Hasselhoff_image001I hate St. Patrick’s Day.

I hate corned beef, cabbage (especially since the cabbage factory moved next door to my apartment building making everything, even my lovely couch’s fabric smell like foogees), Guinness and drooling, drunken frat-boys and men smiling and putting on fake Irish accents. (Speaking of cabbage, remember the Cabbage Soup diet? As much as you want, all day. As a lovely, young, wise sage said to me  today, “Why not just eat a fart?” )

If the day were my former neighbor Craig Rose, I would make an easy bake oven cake for him and fill it with ketchup, peanut butter, flour and coke. I would cook it and put pink frosting on it and deliver it to him with an Irish accent.

Craig used to come over when he was a wee youngster naked. He wanted to play -- Barbies and stuff.  But not only did I hate Barbie, I also hated Craig and his curly little blond mop coming over with his little weenie waggling at the backyard door like a long lost puppy smitten with the girl next door who had the Barbies. We were probably only 5 or 6, but still, ewwwwww.
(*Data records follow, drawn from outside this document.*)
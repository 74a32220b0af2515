//! Chat-completion provider configuration.

use serde::{Deserialize, Serialize};

pub const DEFAULT_AI_BASE_URL: &str = "https://api.openai.com/v1";

fn default_base_url() -> String {
    DEFAULT_AI_BASE_URL.to_string()
}

fn default_model() -> String {
    "gpt-3.5-turbo".to_string()
}

const fn default_temperature() -> f32 {
    0.7
}

const fn default_max_tokens() -> u32 {
    1000
}

/// Default request timeout in seconds.
const fn default_timeout_secs() -> u64 {
    30
}

#[derive(Debug, Clone, Deserialize, Serialize)]
pub struct AiConfig {
    /// Bearer token. Also read from `OPENAI_API_KEY`.
    #[serde(default)]
    pub api_key: String,

    /// API root; `/chat/completions` is appended.
    #[serde(default = "default_base_url")]
    pub base_url: String,

    #[serde(default = "default_model")]
    pub model: String,

    #[serde(default = "default_temperature")]
    pub temperature: f32,

    #[serde(default = "default_max_tokens")]
    pub max_tokens: u32,

    #[serde(default = "default_timeout_secs")]
    pub timeout_secs: u64,
}

impl Default for AiConfig {
    fn default() -> Self {
        Self {
            api_key: String::new(),
            base_url: default_base_url(),
            model: default_model(),
            temperature: default_temperature(),
            max_tokens: default_max_tokens(),
            timeout_secs: default_timeout_secs(),
        }
    }
}

impl AiConfig {
    /// Check if an API key is present.
    pub fn is_configured(&self) -> bool {
        !self.api_key.trim().is_empty()
    }
}
//! Record ID generation.
//!
//! IDs are the decimal milliseconds of the creation instant. Two records created
//! within the same millisecond would collide, so callers that hold the store
//! lock use [`next_unique_id`] to step forward until the ID is free.

use chrono::{DateTime, Utc};

/// First timestamp ID at or after `now` for which `taken` returns false.
pub fn next_unique_id(now: DateTime<Utc>, taken: impl Fn(&str) -> bool) -> String {
    let mut millis = now.timestamp_millis();
    loop {
        let id = millis.to_string();
        if !taken(&id) {
            return id;
        }
        millis += 1;
    }
}
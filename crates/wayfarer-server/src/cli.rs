use clap::Parser;

/// Command-line arguments for the `wayfarer` binary.
#[derive(Debug, Parser)]
#[command(name = "wayfarer", version, about = "Wayfarer - travel planning API server")]
pub struct Args {
    /// Interface to bind (overrides server.host)
    #[arg(long)]
    pub host: Option<String>,

    /// Port to listen on (overrides server.port and PORT)
    #[arg(short, long)]
    pub port: Option<u16>,

    /// Quiet mode (errors only)
    #[arg(short, long, conflicts_with = "verbose")]
    pub quiet: bool,

    /// Verbose mode (debug logging)
    #[arg(short, long)]
    pub verbose: bool,
}

#[cfg(test)]
mod tests {
    use clap::{CommandFactory, Parser};

    use super::Args;

    #[test]
    fn clap_command_is_valid() {
        Args::command().debug_assert();
    }

    #[test]
    fn defaults_leave_config_alone() {
        let args = Args::try_parse_from(["wayfarer"]).expect("args should parse");
        assert_eq!(args.host, None);
        assert_eq!(args.port, None);
        assert!(!args.quiet);
        assert!(!args.verbose);
    }

    #[test]
    fn overrides_parse() {
        let args = Args::try_parse_from(["wayfarer", "--host", "127.0.0.1", "-p", "8080", "-v"])
            .expect("args should parse");
        assert_eq!(args.host.as_deref(), Some("127.0.0.1"));
        assert_eq!(args.port, Some(8080));
        assert!(args.verbose);
    }

    #[test]
    fn quiet_and_verbose_conflict() {
        assert!(Args::try_parse_from(["wayfarer", "--quiet", "--verbose"]).is_err());
    }

    #[test]
    fn port_rejects_non_numeric() {
        assert!(Args::try_parse_from(["wayfarer", "--port", "http"]).is_err());
    }
}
So before my brother taught me how to punch (making sure my thumb rested outside the fist) I made Craig pukey cakes. Then one day, I punched him as he stood at the back door naked.  Then he fell down at the back door naked, got up, ran home holding his bloody nose.

Mrs. Rose, his mother, used to come over for coffee in the morning to talk to my mom about her sexcapades with her scruffy husband. Mrs. Rose wore nightgowns when she was over and would talk to my mom about giving her husband a blow job the night before. Needless to say, my mother was horrified and transfixed all at the same time. She poured cup after cup of coffee and whispered with the Mrs. Rose for sometimes two hours, sometimes three. As I got older I heard about Mrs. Rose and the blowjobs.  And I watched moppy-haired Craig turn into a musical theater fan.